Re: Possible dementia

[ Edited ]

 


@Vivian Florimond wrote:

I know this is not the be-all end-all forum for solutions to serious problems but I need to see the experience of others. I have had many talks with our doctor, a gerontologist. All I'm looking for here is the experience of those of you out there who may have gone through this. My 72 year old husband has shown signs of serious memory loss. He says things repeatedly, and denies he ever did. He forgets things he's been told and fights against accusations that he has been told those things. Just this week he lost his cell phone. He had told me that if the old phone were found, he was told he needed to return the old phone. When he found the old phone I reminded him he needed to send it back but he argued incessantly this morning that this was not true. I had to prove what I was saying, based on what he had told me originally, by online information. He refused to admit that he had been wrong but fortunately he's sending the found phone back.

 

Just last night we were talking about our granddaughter.

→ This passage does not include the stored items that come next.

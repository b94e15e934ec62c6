use chrono::{DateTime, Utc};
use serde::{Deserialize, Serialize};

use critica_auth::{Account, Email, NewAccount, ProfileChanges, Role, Username};
use critica_core::DomainResult;
use critica_infra::catalog::{Comment, CommentId, Review, ReviewId, Title, TitleId};

// -------------------------
// Request DTOs
// -------------------------

/// Body of `PATCH /users/me`. Unknown keys, `role` included, are ignored.
#[derive(Debug, Default, Deserialize)]
#[serde(default)]
pub struct OwnProfileUpdate {
    pub username: Option<String>,
    pub email: Option<String>,
    pub first_name: Option<String>,
    pub last_name: Option<String>,
    pub bio: Option<String>,
}

impl OwnProfileUpdate {
    pub fn into_changes(self) -> DomainResult<ProfileChanges> {
        let changes = ProfileChanges {
            username: self.username.as_deref().map(Username::parse).transpose()?,
            email: self.email.as_deref().map(Email::parse).transpose()?,
            first_name: self.first_name,
            last_name: self.last_name,
            bio: self.bio,
            role: None,
        };
        changes.validate()?;
        Ok(changes)
    }
}

/// Body of `PATCH /users/{username}`: the own-profile fields plus `role`.
#[derive(Debug, Default, Deserialize)]
#[serde(default)]
pub struct ProfileUpdateRequest {
    #[serde(flatten)]
    pub profile: OwnProfileUpdate,
    pub role: Option<Role>,
}

impl ProfileUpdateRequest {
    pub fn into_changes(self) -> DomainResult<ProfileChanges> {
        let mut changes = self.profile.into_changes()?;
        changes.role = self.role;
        Ok(changes)
    }
}

#[derive(Debug, Deserialize)]
pub struct CreateUserRequest {
    pub username: String,
    pub email: String,
    #[serde(default)]
    pub role: Role,
    #[serde(default)]
    pub first_name: String,
    #[serde(default)]
    pub last_name: String,
    #[serde(default)]
    pub bio: String,
}

impl CreateUserRequest {
    pub fn into_new_account(self) -> DomainResult<NewAccount> {
        let mut new = NewAccount::signup(Username::parse(&self.username)?, Email::parse(&self.email)?)
            .with_role(self.role);
        new.first_name = self.first_name;
        new.last_name = self.last_name;
        new.bio = self.bio;
        ProfileChanges {
            first_name: Some(new.first_name.clone()),
            last_name: Some(new.last_name.clone()),
            ..Default::default()
        }
        .validate()?;
        Ok(new)
    }
}

#[derive(Debug, Deserialize)]
pub struct TaxonRequest {
    pub name: String,
    pub slug: String,
}

// -------------------------
// Response DTOs
// -------------------------

#[derive(Debug, Serialize)]
pub struct SignUpResponse {
    pub username: String,
    pub email: String,
}

impl From<&Account> for SignUpResponse {
    fn from(account: &Account) -> Self {
        Self {
            username: account.username.to_string(),
            email: account.email.to_string(),
        }
    }
}

#[derive(Debug, Serialize)]
pub struct TokenResponse {
    pub token: String,
}

/// Write-side title representation: category and genres as slugs.
#[derive(Debug, Serialize)]
pub struct TitleWrite {
    pub id: TitleId,
    pub name: String,
    pub year: i32,
    pub description: String,
    pub category: Option<String>,
    pub genre: Vec<String>,
}

impl From<Title> for TitleWrite {
    fn from(t: Title) -> Self {
        Self {
            id: t.id,
            name: t.name,
            year: t.year,
            description: t.description,
            category: t.category,
            genre: t.genres,
        }
    }
}

#[derive(Debug, Serialize)]
pub struct ReviewView {
    pub id: ReviewId,
    pub title: TitleId,
    pub author: String,
    pub text: String,
    pub score: u8,
    pub pub_date: DateTime<Utc>,
}

impl ReviewView {
    pub fn new(review: Review, author: String) -> Self {
        Self {
            id: review.id,
            title: review.title_id,
            author,
            text: review.text,
            score: review.score,
            pub_date: review.pub_date,
        }
    }
}

#[derive(Debug, Serialize)]
pub struct CommentView {
    pub id: CommentId,
    pub review: ReviewId,
    pub author: String,
    pub text: String,
    pub pub_date: DateTime<Utc>,
}

impl CommentView {
    pub fn new(comment: Comment, author: String) -> Self {
        Self {
            id: comment.id,
            review: comment.review_id,
            author,
            text: comment.text,
            pub_date: comment.pub_date,
        }
    }
}
//! Domain error model.

use thiserror::Error;

/// Result type used across the domain layer.
pub type DomainResult<T> = Result<T, DomainError>;

/// Domain-level error.
///
/// Only value-level failures live here; uniqueness and lookups are store concerns.
#[derive(Debug, Error, Clone, PartialEq, Eq)]
pub enum DomainError {
    /// A value failed validation (e.g. malformed input, reserved username).
    #[error("validation failed: {0}")]
    Validation(String),

    /// An identifier was invalid (e.g. parse failure).
    #[error("invalid identifier: {0}")]
    InvalidId(String),
}

impl DomainError {
    pub fn validation(msg: impl Into<String>) -> Self {
        Self::Validation(msg.into())
    }

    pub fn invalid_id(msg: impl Into<String>) -> Self {
        Self::InvalidId(msg.into())
    }
}
//! `/categories` and `/genres`: the same handlers, told apart by the
//! [`TaxonKind`] extension layered on each mount.

use std::sync::Arc;

use axum::{
    extract::{rejection::JsonRejection, Extension, Path},
    http::{Method, StatusCode},
    response::IntoResponse,
    routing::{delete, get},
    Json, Router,
};

use critica_auth::{Collection, Identity, Target};
use critica_infra::catalog::{Taxon, TaxonKind};

use crate::app::services::AppServices;
use crate::app::{dto, errors};
use crate::authz;

pub fn router() -> Router {
    Router::new()
        .route("/", get(list_taxa).post(create_taxon))
        .route("/:slug", delete(delete_taxon))
}

fn target(kind: TaxonKind) -> Target {
    match kind {
        TaxonKind::Category => Target::Administrative(Collection::Categories),
        TaxonKind::Genre => Target::Administrative(Collection::Genres),
    }
}

/// GET /categories | /genres - List all
pub async fn list_taxa(
    Extension(services): Extension<Arc<AppServices>>,
    Extension(identity): Extension<Identity>,
    Extension(kind): Extension<TaxonKind>,
    method: Method,
) -> axum::response::Response {
    if let Err(resp) = authz::guard(&identity, &method, target(kind)) {
        return resp;
    }

    match services.catalog.list_taxa(kind) {
        Ok(taxa) => Json(taxa).into_response(),
        Err(e) => errors::catalog_error_to_response(e),
    }
}

/// POST /categories | /genres - Create (admin)
pub async fn create_taxon(
    Extension(services): Extension<Arc<AppServices>>,
    Extension(identity): Extension<Identity>,
    Extension(kind): Extension<TaxonKind>,
    method: Method,
    payload: Result<Json<dto::TaxonRequest>, JsonRejection>,
) -> axum::response::Response {
    if let Err(resp) = authz::guard(&identity, &method, target(kind)) {
        return resp;
    }
    let Json(body) = match payload {
        Ok(p) => p,
        Err(e) => return errors::json_rejection_to_response(e),
    };

    let created = Taxon::new(&body.name, &body.slug).and_then(|t| services.catalog.create_taxon(kind, t));
    match created {
        Ok(taxon) => (StatusCode::CREATED, Json(taxon)).into_response(),
        Err(e) => errors::catalog_error_to_response(e),
    }
}

/// DELETE /categories/{slug} | /genres/{slug} - Delete (admin)
pub async fn delete_taxon(
    Extension(services): Extension<Arc<AppServices>>,
    Extension(identity): Extension<Identity>,
    Extension(kind): Extension<TaxonKind>,
    method: Method,
    Path(slug): Path<String>,
) -> axum::response::Response {
    if let Err(resp) = authz::guard(&identity, &method, target(kind)) {
        return resp;
    }

    match services.catalog.delete_taxon(kind, &slug) {
        Ok(()) => StatusCode::NO_CONTENT.into_response(),
        Err(e) => errors::catalog_error_to_response(e),
    }
}
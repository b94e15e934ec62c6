//! Sign-up and token-request orchestration.
//!
//! Per identity the flow moves `Unregistered -> PendingConfirmation -> Active`.
//! Every call is one synchronous attempt; nothing here retries.

use std::sync::Arc;

use chrono::{DateTime, Utc};
use serde::Deserialize;
use tracing::{error, info, instrument};

use critica_auth::{
    AccessCredential, Account, ConfirmationPolicy, ConfirmationSecret, Email, NewAccount,
    PendingConfirmation, TokenError, TokenIssuer, Username,
};
use critica_core::DomainError;

use crate::account_store::{AccountStore, StoreError};
use crate::mailer::{DeliveryError, MailSink, confirmation_message};

/// Knobs of the flow that come from configuration.
#[derive(Debug, Clone, Copy, Default)]
pub struct AuthSettings {
    pub confirmation: ConfirmationPolicy,
    /// Report an unknown username as invalid credentials instead of not-found.
    pub uniform_token_errors: bool,
}

#[derive(Debug, Clone, Deserialize)]
pub struct SignUp {
    #[serde(default)]
    pub username: String,
    #[serde(default)]
    pub email: String,
}

#[derive(Debug, Clone, Deserialize)]
pub struct TokenRequest {
    #[serde(default)]
    pub username: String,
    #[serde(default)]
    pub confirmation_code: String,
}

#[derive(Debug, thiserror::Error)]
pub enum AuthFlowError {
    #[error("{0}")]
    Validation(String),
    #[error("{0}")]
    Conflict(String),
    #[error("{0}")]
    NotFound(String),
    #[error("{0}")]
    InvalidCredentials(String),
    #[error(transparent)]
    Delivery(#[from] DeliveryError),
    #[error("account store failure: {0}")]
    Store(String),
    #[error(transparent)]
    Token(#[from] TokenError),
}

impl From<StoreError> for AuthFlowError {
    fn from(err: StoreError) -> Self {
        match err {
            StoreError::Conflict(msg) => AuthFlowError::Conflict(msg),
            StoreError::NotFound => AuthFlowError::NotFound("account not found".into()),
            StoreError::Backend(msg) => AuthFlowError::Store(msg),
        }
    }
}

impl From<DomainError> for AuthFlowError {
    fn from(err: DomainError) -> Self {
        match err {
            DomainError::Validation(msg) | DomainError::InvalidId(msg) => AuthFlowError::Validation(msg),
        }
    }
}

const INVALID_CODE: &str = "confirmation code is invalid or has expired";

/// The auth flow controller.
#[derive(Clone)]
pub struct AuthFlow {
    accounts: Arc<dyn AccountStore>,
    mailer: Arc<dyn MailSink>,
    issuer: TokenIssuer,
    settings: AuthSettings,
}

impl AuthFlow {
    pub fn new(
        accounts: Arc<dyn AccountStore>,
        mailer: Arc<dyn MailSink>,
        issuer: TokenIssuer,
        settings: AuthSettings,
    ) -> Self {
        Self {
            accounts,
            mailer,
            issuer,
            settings,
        }
    }

    /// Register (or re-register) a (username, email) pair and send it a fresh code.
    ///
    /// Repeating the call for the same pair rotates the code; the account is
    /// never duplicated.
    #[instrument(skip(self, req), fields(username = %req.username), err)]
    pub async fn sign_up(&self, req: SignUp, now: DateTime<Utc>) -> Result<Account, AuthFlowError> {
        let username = Username::parse(&req.username)?;
        let email = Email::parse(&req.email)?;

        let account = self
            .accounts
            .create_or_fetch(NewAccount::signup(username, email), now)
            .await?;

        let secret = self.mint_and_store(&account, now).await?;
        self.deliver(&account, &secret).await?;

        info!(username = %account.username, "confirmation code issued");
        Ok(account)
    }

    /// Generate a secret and make it the account's only pending confirmation.
    #[instrument(skip(self, account), fields(username = %account.username), err)]
    pub async fn mint_and_store(
        &self,
        account: &Account,
        now: DateTime<Utc>,
    ) -> Result<ConfirmationSecret, AuthFlowError> {
        let pending = PendingConfirmation::mint(now);
        let secret = pending.secret.clone();
        self.accounts.rotate_confirmation(account.id, pending).await?;
        Ok(secret)
    }

    /// Send the code out-of-band. A failure is surfaced, never retried.
    pub async fn deliver(&self, account: &Account, secret: &ConfirmationSecret) -> Result<(), AuthFlowError> {
        let message = confirmation_message(account.email.as_str(), secret.expose());
        self.mailer.deliver(&message).await.map_err(|e| {
            error!(username = %account.username, error = %e, "confirmation delivery failed");
            AuthFlowError::from(e)
        })
    }

    /// Exchange a username and its current confirmation code for an access credential.
    #[instrument(skip(self, req), fields(username = %req.username), err)]
    pub async fn request_token(
        &self,
        req: TokenRequest,
        now: DateTime<Utc>,
    ) -> Result<AccessCredential, AuthFlowError> {
        let mut missing = Vec::new();
        if req.username.trim().is_empty() {
            missing.push("username");
        }
        if req.confirmation_code.is_empty() {
            missing.push("confirmation_code");
        }
        if !missing.is_empty() {
            return Err(AuthFlowError::Validation(format!(
                "required field(s) missing: {}",
                missing.join(", ")
            )));
        }

        let account = match Username::parse(&req.username) {
            Ok(username) => self.accounts.find_by_username(&username).await?,
            Err(_) => None,
        };
        let Some(account) = account else {
            return Err(self.unknown_username());
        };

        let verified = account
            .confirmation
            .as_ref()
            .is_some_and(|pending| self.settings.confirmation.verify(pending, &req.confirmation_code, now));
        if !verified {
            return Err(AuthFlowError::InvalidCredentials(INVALID_CODE.into()));
        }

        Ok(self.issuer.issue(&account, now)?)
    }

    fn unknown_username(&self) -> AuthFlowError {
        if self.settings.uniform_token_errors {
            AuthFlowError::InvalidCredentials(INVALID_CODE.into())
        } else {
            AuthFlowError::NotFound("no account with that username".into())
        }
    }
}

impl core::fmt::Debug for AuthFlow {
    fn fmt(&self, f: &mut core::fmt::Formatter<'_>) -> core::fmt::Result {
        f.debug_struct("AuthFlow")
            .field("issuer", &self.issuer)
            .field("settings", &self.settings)
            .finish_non_exhaustive()
    }
}

// ─────────────────────────────────────────────────────────────────────────────
// Tests
// ─────────────────────────────────────────────────────────────────────────────

#[cfg(test)]
mod tests {
    use super::*;
    use crate::account_store::InMemoryAccountStore;
    use crate::mailer::RecordingMailer;
    use chrono::Duration;
    use critica_auth::{Hs256Jwt, JwtValidator, Role};

    struct Harness {
        flow: AuthFlow,
        store: Arc<InMemoryAccountStore>,
        mailer: Arc<RecordingMailer>,
        jwt: Arc<Hs256Jwt>,
    }

    fn harness(settings: AuthSettings) -> Harness {
        let store = Arc::new(InMemoryAccountStore::new());
        let mailer = Arc::new(RecordingMailer::new());
        let jwt = Arc::new(Hs256Jwt::new("auth-flow-test-secret-0123456789abcdef"));
        let issuer = TokenIssuer::new(jwt.clone(), Duration::hours(1));
        let flow = AuthFlow::new(store.clone(), mailer.clone(), issuer, settings);
        Harness {
            flow,
            store,
            mailer,
            jwt,
        }
    }

    fn signup(username: &str, email: &str) -> SignUp {
        SignUp {
            username: username.into(),
            email: email.into(),
        }
    }

    fn token_req(username: &str, code: &str) -> TokenRequest {
        TokenRequest {
            username: username.into(),
            confirmation_code: code.into(),
        }
    }

    fn last_code(mailer: &RecordingMailer, to: &str) -> String {
        let message = mailer.last_to(to).expect("a message was delivered");
        message
            .body
            .rsplit(' ')
            .next()
            .expect("body ends with the code")
            .to_string()
    }

    #[tokio::test]
    async fn new_pair_creates_one_account_and_one_delivery() {
        let h = harness(AuthSettings::default());
        let account = h.flow.sign_up(signup("alice", "alice@x.com"), Utc::now()).await.unwrap();

        assert_eq!(account.role, Role::User);
        assert_eq!(h.store.list().await.unwrap().len(), 1);
        let messages = h.mailer.messages();
        assert_eq!(messages.len(), 1);
        assert_eq!(messages[0].to, "alice@x.com");
        assert_eq!(messages[0].subject, "Confirmation code");
    }

    #[tokio::test]
    async fn repeated_signup_rotates_the_secret_and_old_one_fails() {
        let h = harness(AuthSettings::default());
        let now = Utc::now();

        h.flow.sign_up(signup("alice", "alice@x.com"), now).await.unwrap();
        let s1 = last_code(&h.mailer, "alice@x.com");
        h.flow.sign_up(signup("alice", "alice@x.com"), now).await.unwrap();
        let s2 = last_code(&h.mailer, "alice@x.com");

        assert_ne!(s1, s2);
        assert_eq!(h.store.list().await.unwrap().len(), 1);

        let err = h.flow.request_token(token_req("alice", &s1), now).await.unwrap_err();
        assert!(matches!(err, AuthFlowError::InvalidCredentials(_)));
        assert!(h.flow.request_token(token_req("alice", &s2), now).await.is_ok());
    }

    #[tokio::test]
    async fn conflicting_signup_mutates_nothing_and_sends_nothing() {
        let h = harness(AuthSettings::default());
        let now = Utc::now();
        h.flow.sign_up(signup("alice", "alice@x.com"), now).await.unwrap();
        let before = h.store.list().await.unwrap();

        let err = h
            .flow
            .sign_up(signup("alice", "other@x.com"), now)
            .await
            .unwrap_err();

        assert!(matches!(err, AuthFlowError::Conflict(_)));
        assert_eq!(h.store.list().await.unwrap(), before);
        assert_eq!(h.mailer.messages().len(), 1);
    }

    #[tokio::test]
    async fn reserved_and_malformed_input_is_a_validation_error() {
        let h = harness(AuthSettings::default());
        for (u, e) in [("me", "me@x.com"), ("", "a@x.com"), ("bob", "not-an-email")] {
            let err = h.flow.sign_up(signup(u, e), Utc::now()).await.unwrap_err();
            assert!(matches!(err, AuthFlowError::Validation(_)), "{u}/{e}: {err:?}");
        }
        assert!(h.mailer.messages().is_empty());
    }

    #[tokio::test]
    async fn delivery_failure_is_surfaced() {
        let h = harness(AuthSettings::default());
        h.mailer.set_failing(true);

        let err = h
            .flow
            .sign_up(signup("alice", "alice@x.com"), Utc::now())
            .await
            .unwrap_err();
        assert!(matches!(err, AuthFlowError::Delivery(_)));
    }

    #[tokio::test]
    async fn token_request_validates_presence_then_lookup() {
        let h = harness(AuthSettings::default());
        let now = Utc::now();

        let err = h.flow.request_token(token_req("", ""), now).await.unwrap_err();
        assert!(matches!(err, AuthFlowError::Validation(msg) if msg.contains("confirmation_code")));

        let err = h.flow.request_token(token_req("ghost", "code"), now).await.unwrap_err();
        assert!(matches!(err, AuthFlowError::NotFound(_)));
    }

    #[tokio::test]
    async fn uniform_errors_hide_unknown_usernames() {
        let h = harness(AuthSettings {
            uniform_token_errors: true,
            ..Default::default()
        });

        let err = h
            .flow
            .request_token(token_req("ghost", "code"), Utc::now())
            .await
            .unwrap_err();
        assert!(matches!(err, AuthFlowError::InvalidCredentials(_)));
    }

    #[tokio::test]
    async fn expired_secret_is_rejected() {
        let h = harness(AuthSettings {
            confirmation: ConfirmationPolicy::new(Duration::minutes(5)),
            ..Default::default()
        });
        let issued = Utc::now();
        h.flow.sign_up(signup("alice", "alice@x.com"), issued).await.unwrap();
        let code = last_code(&h.mailer, "alice@x.com");

        let late = issued + Duration::minutes(6);
        let err = h.flow.request_token(token_req("alice", &code), late).await.unwrap_err();
        assert!(matches!(err, AuthFlowError::InvalidCredentials(_)));
    }

    #[tokio::test]
    async fn issued_token_identifies_the_account() {
        let h = harness(AuthSettings::default());
        let now = Utc::now();
        let account = h.flow.sign_up(signup("alice", "alice@x.com"), now).await.unwrap();
        let code = last_code(&h.mailer, "alice@x.com");

        let credential = h.flow.request_token(token_req("alice", &code), now).await.unwrap();
        let claims = h.jwt.validate(&credential.token, now).unwrap();

        assert_eq!(claims.sub, account.id);
        assert_eq!(claims.username, "alice");
        assert_eq!(claims.role, Role::User);
    }

    #[tokio::test]
    async fn secret_survives_a_successful_exchange() {
        let h = harness(AuthSettings::default());
        let now = Utc::now();
        h.flow.sign_up(signup("alice", "alice@x.com"), now).await.unwrap();
        let code = last_code(&h.mailer, "alice@x.com");

        assert!(h.flow.request_token(token_req("alice", &code), now).await.is_ok());
        assert!(h.flow.request_token(token_req("alice", &code), now).await.is_ok());
    }
}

We called her by her nickname and he couldn't remember her real name. I was shocked, reminded him of her real name, and he came up with the excuse that he was tired. This is ludicrous. He is in total denial and angry that I have pointed out his forgetfulness. He refuses to see a doctor. I have spoken at length to our family doctor, a gerontologist, who met with my husband and says only time will tell if he has Alzheimer's. But what do I do while my husband is still somewhat competent but clearly showing signs of potential dementia? His grandmother died of Alzheimer's at the age of 63. Family members tell me to take him to a neurologist. He adamantly refuses to go. It took everything in my power to get him to our family doctor. I don't know what I can do. He's not that bad yet but I don't want to wait until he's so incompetent that I can have him carried off somewhere.


My heart breaks for you and your dear hubby.  You've been given some very valuable advice here.  One thing I must stress.  Be sure you have your attorney work with you to get all the paperwork taken care of soon.  You must have power of attorney to take care of all your bills, etc., and to handle your husband's medical needs--including hospitalization or nursing home care.  Does he have a will?  Usually it takes a medical team to diagnose Alzheimer's, so you will need to work with your husband's doctor.  Get all the help you can--from friends and relatives.  This will ensure that you don't get over-tired or sick.  Hugs to you, Vivian.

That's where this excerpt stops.